(Stored data)
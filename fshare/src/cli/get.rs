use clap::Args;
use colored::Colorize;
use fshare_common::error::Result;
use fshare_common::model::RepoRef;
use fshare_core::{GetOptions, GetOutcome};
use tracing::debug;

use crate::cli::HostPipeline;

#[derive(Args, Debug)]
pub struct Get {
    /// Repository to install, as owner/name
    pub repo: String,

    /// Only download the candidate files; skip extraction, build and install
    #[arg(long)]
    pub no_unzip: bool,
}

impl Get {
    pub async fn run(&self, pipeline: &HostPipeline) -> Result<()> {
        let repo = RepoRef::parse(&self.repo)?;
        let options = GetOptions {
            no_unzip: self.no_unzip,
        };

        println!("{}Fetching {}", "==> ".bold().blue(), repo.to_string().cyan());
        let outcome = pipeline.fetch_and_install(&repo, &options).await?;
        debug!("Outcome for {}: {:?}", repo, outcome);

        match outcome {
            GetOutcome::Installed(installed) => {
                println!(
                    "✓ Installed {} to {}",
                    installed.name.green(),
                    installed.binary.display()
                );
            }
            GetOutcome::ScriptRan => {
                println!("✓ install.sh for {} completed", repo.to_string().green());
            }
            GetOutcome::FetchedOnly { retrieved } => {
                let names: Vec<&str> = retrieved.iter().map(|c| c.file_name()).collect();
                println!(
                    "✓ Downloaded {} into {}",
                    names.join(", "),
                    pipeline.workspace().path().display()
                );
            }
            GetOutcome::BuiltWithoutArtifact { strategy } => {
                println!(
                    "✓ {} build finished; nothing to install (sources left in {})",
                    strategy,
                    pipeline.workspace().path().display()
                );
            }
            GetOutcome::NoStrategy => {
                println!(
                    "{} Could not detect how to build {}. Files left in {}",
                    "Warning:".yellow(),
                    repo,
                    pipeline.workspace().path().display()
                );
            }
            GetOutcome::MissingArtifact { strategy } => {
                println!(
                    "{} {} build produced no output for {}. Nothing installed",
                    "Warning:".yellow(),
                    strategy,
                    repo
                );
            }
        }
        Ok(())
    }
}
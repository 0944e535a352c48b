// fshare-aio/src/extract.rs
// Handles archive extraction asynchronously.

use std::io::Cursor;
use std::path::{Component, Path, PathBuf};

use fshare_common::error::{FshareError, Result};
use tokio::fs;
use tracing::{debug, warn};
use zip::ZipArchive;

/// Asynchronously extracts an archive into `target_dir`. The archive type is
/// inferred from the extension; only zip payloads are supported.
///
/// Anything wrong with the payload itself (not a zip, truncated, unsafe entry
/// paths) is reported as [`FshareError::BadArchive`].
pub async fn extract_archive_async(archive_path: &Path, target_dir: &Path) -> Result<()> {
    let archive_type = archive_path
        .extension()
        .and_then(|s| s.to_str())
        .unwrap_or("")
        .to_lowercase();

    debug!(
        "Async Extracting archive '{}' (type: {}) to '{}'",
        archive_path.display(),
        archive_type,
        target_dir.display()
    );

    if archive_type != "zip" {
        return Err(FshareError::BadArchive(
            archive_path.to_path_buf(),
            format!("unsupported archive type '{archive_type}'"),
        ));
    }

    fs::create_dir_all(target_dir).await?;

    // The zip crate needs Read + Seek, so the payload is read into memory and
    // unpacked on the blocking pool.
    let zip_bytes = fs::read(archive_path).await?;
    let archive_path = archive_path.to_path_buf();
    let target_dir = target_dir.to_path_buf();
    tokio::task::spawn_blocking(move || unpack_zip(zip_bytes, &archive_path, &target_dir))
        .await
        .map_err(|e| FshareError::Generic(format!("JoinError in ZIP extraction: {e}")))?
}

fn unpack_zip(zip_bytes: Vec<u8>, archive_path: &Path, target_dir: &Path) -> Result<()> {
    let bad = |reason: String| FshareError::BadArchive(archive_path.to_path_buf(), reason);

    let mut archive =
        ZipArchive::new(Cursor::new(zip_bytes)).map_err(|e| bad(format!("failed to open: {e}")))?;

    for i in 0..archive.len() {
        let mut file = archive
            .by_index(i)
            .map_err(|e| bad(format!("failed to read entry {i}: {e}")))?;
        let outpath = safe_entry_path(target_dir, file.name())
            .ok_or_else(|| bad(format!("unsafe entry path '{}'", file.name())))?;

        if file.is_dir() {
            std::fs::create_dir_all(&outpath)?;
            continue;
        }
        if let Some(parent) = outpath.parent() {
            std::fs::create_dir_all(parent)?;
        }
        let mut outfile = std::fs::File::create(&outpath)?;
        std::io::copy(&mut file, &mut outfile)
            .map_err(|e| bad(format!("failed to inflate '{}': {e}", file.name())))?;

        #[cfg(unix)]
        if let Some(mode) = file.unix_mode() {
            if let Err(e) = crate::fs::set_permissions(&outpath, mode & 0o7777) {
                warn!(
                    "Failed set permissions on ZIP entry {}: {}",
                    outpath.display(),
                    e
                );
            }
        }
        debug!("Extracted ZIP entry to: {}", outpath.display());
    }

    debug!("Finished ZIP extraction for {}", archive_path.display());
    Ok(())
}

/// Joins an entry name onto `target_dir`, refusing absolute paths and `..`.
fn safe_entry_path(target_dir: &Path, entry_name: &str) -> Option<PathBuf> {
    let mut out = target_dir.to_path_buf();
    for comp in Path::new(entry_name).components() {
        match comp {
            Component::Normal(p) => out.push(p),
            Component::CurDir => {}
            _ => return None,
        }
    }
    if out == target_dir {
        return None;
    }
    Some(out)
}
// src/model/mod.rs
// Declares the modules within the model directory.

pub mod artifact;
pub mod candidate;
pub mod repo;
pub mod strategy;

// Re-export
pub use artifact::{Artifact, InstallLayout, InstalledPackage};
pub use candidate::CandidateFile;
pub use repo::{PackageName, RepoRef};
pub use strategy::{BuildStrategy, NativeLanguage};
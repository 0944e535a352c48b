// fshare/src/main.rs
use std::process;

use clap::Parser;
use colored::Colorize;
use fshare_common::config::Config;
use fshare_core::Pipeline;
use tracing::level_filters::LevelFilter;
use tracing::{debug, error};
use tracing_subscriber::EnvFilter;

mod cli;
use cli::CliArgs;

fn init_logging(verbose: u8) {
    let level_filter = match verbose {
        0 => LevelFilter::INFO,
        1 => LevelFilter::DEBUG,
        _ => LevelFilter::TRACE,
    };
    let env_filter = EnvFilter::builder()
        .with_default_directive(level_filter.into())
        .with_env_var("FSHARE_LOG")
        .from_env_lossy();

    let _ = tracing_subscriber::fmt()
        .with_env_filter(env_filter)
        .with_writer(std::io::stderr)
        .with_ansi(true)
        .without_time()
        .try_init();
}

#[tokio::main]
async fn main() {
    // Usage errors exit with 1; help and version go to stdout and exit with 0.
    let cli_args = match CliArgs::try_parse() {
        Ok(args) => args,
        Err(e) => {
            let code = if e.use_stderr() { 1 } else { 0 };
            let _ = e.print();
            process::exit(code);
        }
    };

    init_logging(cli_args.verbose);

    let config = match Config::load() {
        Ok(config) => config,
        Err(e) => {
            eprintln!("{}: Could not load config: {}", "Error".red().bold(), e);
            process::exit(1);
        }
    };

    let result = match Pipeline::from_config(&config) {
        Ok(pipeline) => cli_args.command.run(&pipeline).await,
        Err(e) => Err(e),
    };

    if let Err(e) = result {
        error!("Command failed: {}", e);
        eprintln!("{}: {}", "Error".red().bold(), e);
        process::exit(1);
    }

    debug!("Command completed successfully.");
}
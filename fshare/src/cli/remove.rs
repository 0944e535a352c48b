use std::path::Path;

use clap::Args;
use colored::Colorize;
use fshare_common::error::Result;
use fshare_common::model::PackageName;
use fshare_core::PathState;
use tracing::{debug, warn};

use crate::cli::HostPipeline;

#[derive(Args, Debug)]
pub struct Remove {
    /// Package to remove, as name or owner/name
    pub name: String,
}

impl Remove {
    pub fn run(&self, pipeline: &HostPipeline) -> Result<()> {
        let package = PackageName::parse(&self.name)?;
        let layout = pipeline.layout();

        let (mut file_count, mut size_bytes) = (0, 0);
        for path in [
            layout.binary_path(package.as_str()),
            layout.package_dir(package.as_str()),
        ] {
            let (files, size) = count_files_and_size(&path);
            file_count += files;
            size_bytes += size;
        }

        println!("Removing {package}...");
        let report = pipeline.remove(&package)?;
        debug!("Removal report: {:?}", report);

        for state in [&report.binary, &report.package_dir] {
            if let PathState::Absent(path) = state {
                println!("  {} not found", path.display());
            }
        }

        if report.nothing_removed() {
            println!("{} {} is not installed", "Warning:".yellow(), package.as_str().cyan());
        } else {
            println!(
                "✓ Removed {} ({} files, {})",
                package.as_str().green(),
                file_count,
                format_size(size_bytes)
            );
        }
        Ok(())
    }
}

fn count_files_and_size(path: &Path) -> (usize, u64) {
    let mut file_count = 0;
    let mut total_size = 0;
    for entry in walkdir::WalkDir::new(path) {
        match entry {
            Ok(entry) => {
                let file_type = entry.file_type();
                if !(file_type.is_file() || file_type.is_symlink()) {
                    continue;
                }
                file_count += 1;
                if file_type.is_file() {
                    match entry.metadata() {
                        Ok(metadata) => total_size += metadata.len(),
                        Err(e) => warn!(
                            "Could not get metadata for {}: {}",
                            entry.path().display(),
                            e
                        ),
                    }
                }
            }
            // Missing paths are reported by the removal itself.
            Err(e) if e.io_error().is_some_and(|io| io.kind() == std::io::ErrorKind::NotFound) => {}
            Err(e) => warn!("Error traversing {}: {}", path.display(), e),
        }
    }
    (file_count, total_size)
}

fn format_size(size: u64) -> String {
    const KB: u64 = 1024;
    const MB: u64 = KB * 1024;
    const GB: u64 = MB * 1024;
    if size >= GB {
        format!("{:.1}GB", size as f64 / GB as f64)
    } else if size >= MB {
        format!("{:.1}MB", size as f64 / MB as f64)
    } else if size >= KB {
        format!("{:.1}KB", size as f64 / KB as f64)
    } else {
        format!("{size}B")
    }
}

ASSIGNMENT — In the data above, which lines lie between the line with "use zip::ZipArchive;" and the line with "std::io::copy(&mut file, &mut", inclusive? Print those lines exactly and nothing else.

ANSWER SECTION —
use zip::ZipArchive;

/// Asynchronously extracts an archive into `target_dir`. The archive type is
/// inferred from the extension; only zip payloads are supported.
///
/// Anything wrong with the payload itself (not a zip, truncated, unsafe entry
/// paths) is reported as [`FshareError::BadArchive`].
pub async fn extract_archive_async(archive_path: &Path, target_dir: &Path) -> Result<()> {
    let archive_type = archive_path
        .extension()
        .and_then(|s| s.to_str())
        .unwrap_or("")
        .to_lowercase();

    debug!(
        "Async Extracting archive '{}' (type: {}) to '{}'",
        archive_path.display(),
        archive_type,
        target_dir.display()
    );

    if archive_type != "zip" {
        return Err(FshareError::BadArchive(
            archive_path.to_path_buf(),
            format!("unsupported archive type '{archive_type}'"),
        ));
    }

    fs::create_dir_all(target_dir).await?;

    // The zip crate needs Read + Seek, so the payload is read into memory and
    // unpacked on the blocking pool.
    let zip_bytes = fs::read(archive_path).await?;
    let archive_path = archive_path.to_path_buf();
    let target_dir = target_dir.to_path_buf();
    tokio::task::spawn_blocking(move || unpack_zip(zip_bytes, &archive_path, &target_dir))
        .await
        .map_err(|e| FshareError::Generic(format!("JoinError in ZIP extraction: {e}")))?
}

fn unpack_zip(zip_bytes: Vec<u8>, archive_path: &Path, target_dir: &Path) -> Result<()> {
    let bad = |reason: String| FshareError::BadArchive(archive_path.to_path_buf(), reason);

    let mut archive =
        ZipArchive::new(Cursor::new(zip_bytes)).map_err(|e| bad(format!("failed to open: {e}")))?;

    for i in 0..archive.len() {
        let mut file = archive
            .by_index(i)
            .map_err(|e| bad(format!("failed to read entry {i}: {e}")))?;
        let outpath = safe_entry_path(target_dir, file.name())
            .ok_or_else(|| bad(format!("unsafe entry path '{}'", file.name())))?;

        if file.is_dir() {
            std::fs::create_dir_all(&outpath)?;
            continue;
        }
        if let Some(parent) = outpath.parent() {
            std::fs::create_dir_all(parent)?;
        }
        let mut outfile = std::fs::File::create(&outpath)?;
        std::io::copy(&mut file, &mut outfile)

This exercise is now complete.